Saline Area Schools, along with school districts and businesses across Michigan, have taken the unprecedented step of shutting down to prevent/slow the spread of COVID-19. For this effort to be most effective, everyone who possibly can practice social distancing must do their part. In his article “This is Not a Snow Day,” Dr. Asaf Bitton reminds us, “the only strategies that can get us off this concerning trajectory are those that enable us to work together as a community to maintain public health by staying apart.”

If we all comply as a community, we have a fighting chance to slow the spread of COVID-19 and prevent our health system from becoming overwhelmed.

For additional  information – check out the Washtenaw County Health Department.

If you are wondering what you can do to help, I encourage you to support Saline Area Social Services with food, funds, or your time. To donate – click here.

Confirmed COVID-19 Cases by County

March 16, 2020

Here is an infographic to keep up to date with confirmed COVID-19 cases in Michigan. Many of you know I enjoy the Upper Peninsula – this is just one more reason! #PureMichigan

Click here for interactive map of Michigan.

Urgent Optimism

March 13, 2020

These are challenging times. I want to assure the Saline Area Schools community, we will get through this time of uncertainty together, and things will return to normal. I realize and empathize with families, staff, and community members that are facing various types of challenges during this time. Challenging decisions made for the greater good sometimes have undesirable outcomes, yet I believe that we will overcome and get stronger. There are no simple solutions, no easy way to move forward, and no quick answers given the challenges we face today. 

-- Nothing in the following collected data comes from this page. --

use std::sync::Arc;

use async_trait::async_trait;
use chrono::NaiveDateTime;
use ulid::Ulid;

use crate::clock::{Clock, SystemClock};
use crate::model::{Appointment, Money, SlotRef};

#[derive(Debug, Clone, PartialEq, Eq)]
pub enum CollabError {
    Unavailable(String),
    Rejected(String),
    TimedOut,
}

impl std::fmt::Display for CollabError {
    fn fmt(&self, f: &mut std::fmt::Formatter<'_>) -> std::fmt::Result {
        match self {
            CollabError::Unavailable(e) => write!(f, "collaborator unavailable: {e}"),
            CollabError::Rejected(e) => write!(f, "collaborator rejected request: {e}"),
            CollabError::TimedOut => write!(f, "collaborator timed out"),
        }
    }
}

impl std::error::Error for CollabError {}

/// Absolute instants at which an external scheduler should fire reminders.
#[derive(Debug, Clone, PartialEq, Eq)]
pub struct ReminderRequest {
    pub appointment_id: Ulid,
    pub business_id: Ulid,
    pub client_id: Ulid,
    pub start_at: NaiveDateTime,
    pub fire_at: Vec<NaiveDateTime>,
}

#[derive(Debug, Clone, PartialEq, Eq)]
pub struct ChargeHandle(pub String);

/// Outbound notifications. Fire-and-forget: results are only logged.
#[async_trait]
pub trait Notifier: Send + Sync {
    async fn schedule_reminders(&self, request: ReminderRequest) -> Result<(), CollabError>;
    async fn cancel_reminders(&self, appointment_id: Ulid) -> Result<(), CollabError>;
    async fn send_confirmation(&self, appointment: &Appointment) -> Result<(), CollabError>;
    async fn send_cancellation(
        &self,
        appointment: &Appointment,
        refund_amount: Money,
    ) -> Result<(), CollabError>;
    async fn send_reschedule(
        &self,
        appointment: &Appointment,
        previous: SlotRef,
    ) -> Result<(), CollabError>;
}

#[async_trait]
pub trait PaymentGateway: Send + Sync {
    async fn create_deposit_charge(
        &self,
        amount: Money,
        payer: Ulid,
        reference: Ulid,
    ) -> Result<ChargeHandle, CollabError>;
}

pub struct NoopNotifier;

#[async_trait]
impl Notifier for NoopNotifier {
    async fn schedule_reminders(&self, _request: ReminderRequest) -> Result<(), CollabError> {
        Ok(())
    }

    async fn cancel_reminders(&self, _appointment_id: Ulid) -> Result<(), CollabError> {
        Ok(())
    }

    async fn send_confirmation(&self, _appointment: &Appointment) -> Result<(), CollabError> {
        Ok(())
    }

    async fn send_cancellation(
        &self,
        _appointment: &Appointment,
        _refund_amount: Money,
    ) -> Result<(), CollabError> {
        Ok(())
    }

    async fn send_reschedule(
        &self,
        _appointment: &Appointment,
        _previous: SlotRef,
    ) -> Result<(), CollabError> {
        Ok(())
    }
}

/// Gateway for deployments that take no online deposits.
pub struct NoPayments;

#[async_trait]
impl PaymentGateway for NoPayments {
    async fn create_deposit_charge(
        &self,
        _amount: Money,
        _payer: Ulid,
        _reference: Ulid,
    ) -> Result<ChargeHandle, CollabError> {
        Err(CollabError::Unavailable("no payment gateway configured".into()))
    }
}

/// Everything an engine talks to outside its own state.
#[derive(Clone)]
pub struct Collaborators {
    pub notifier: Arc<dyn Notifier>,
    pub payments: Arc<dyn PaymentGateway>,
    pub clock: Arc<dyn Clock>,
}

impl Default for Collaborators {
    fn default() -> Self {
        Self {
            notifier: Arc::new(NoopNotifier),
            payments: Arc::new(NoPayments),
            clock: Arc::new(SystemClock),
        }
    }
}
use ulid::Ulid;

use crate::limits::MAX_APPOINTMENTS_PER_STAFF_DAY;
use crate::model::*;

use super::store::StaffDay;
use super::EngineError;

/// First active appointment on `day` overlapping `span`, ignoring `exclude`.
///
/// Only active appointments are stored on a staff-day, so cancelled, completed
/// and no-show appointments can never be returned.
pub(crate) fn find_conflict(day: &StaffDay, span: &Span, exclude: Option<Ulid>) -> Option<Ulid> {
    day.overlapping(span)
        .find(|b| Some(b.appointment_id) != exclude)
        .map(|b| b.appointment_id)
}

/// Authoritative check; must run with the staff-day write lock held.
pub(crate) fn check_no_conflict(day: &StaffDay, span: &Span, exclude: Option<Ulid>) -> Result<(), EngineError> {
    if let Some(id) = find_conflict(day, span, exclude) {
        metrics::counter!(crate::observability::BOOKING_CONFLICTS_TOTAL).increment(1);
        tracing::debug!("staff {} on {}: {span} conflicts with {id}", day.staff_id, day.date);
        return Err(EngineError::Conflict(id));
    }
    if day.booked.len() >= MAX_APPOINTMENTS_PER_STAFF_DAY {
        return Err(EngineError::LimitExceeded("too many appointments for staff member on this day"));
    }
    Ok(())
}

/// Whether any of the sorted `busy` spans overlaps `span`.
pub(crate) fn is_busy(busy: &[Span], span: &Span) -> bool {
    let right_bound = busy.partition_point(|b| b.start < span.end);
    busy[..right_bound].iter().any(|b| b.end > span.start)
}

On August 21, 2019, Saline Schools held its annual “welcome back” ceremony in the Saline High School Performing Arts Center. I shared a phrase that I use daily to guide my actions and decisions – “Urgent Optimism.” Jane McGonigal (contemporary American designer) defines urgent optimism for us: “Urgent Optimism is the desire to act immediately to tackle an obstacle, combined with the belief that we have a reasonable hope of success.” I embrace that definition. In the simplest of terms, this mindset is the belief that tomorrow will be a better day – regardless of the obstacles we face today. 

I strive to look at the big picture and welcome the opportunities that lie ahead, even when those opportunities appear to be roadblocks. With patience, positivity, and discipline, each barricade becomes navigatable.

I remain confident and optimistic that as a school district and a community, we can find a way forward and that tomorrow will be a better day. 

“When I was a boy, and I would see scary things in the news, my mother would say to me, “Look for the helpers. You will always find people who are helping.” ― Fred Rogers. Saline is a community of helpers. With urgent optimism, join those who help, seek positive solutions, and build each other up. I live each day grateful for the firm, supportive community that is Saline. Be well.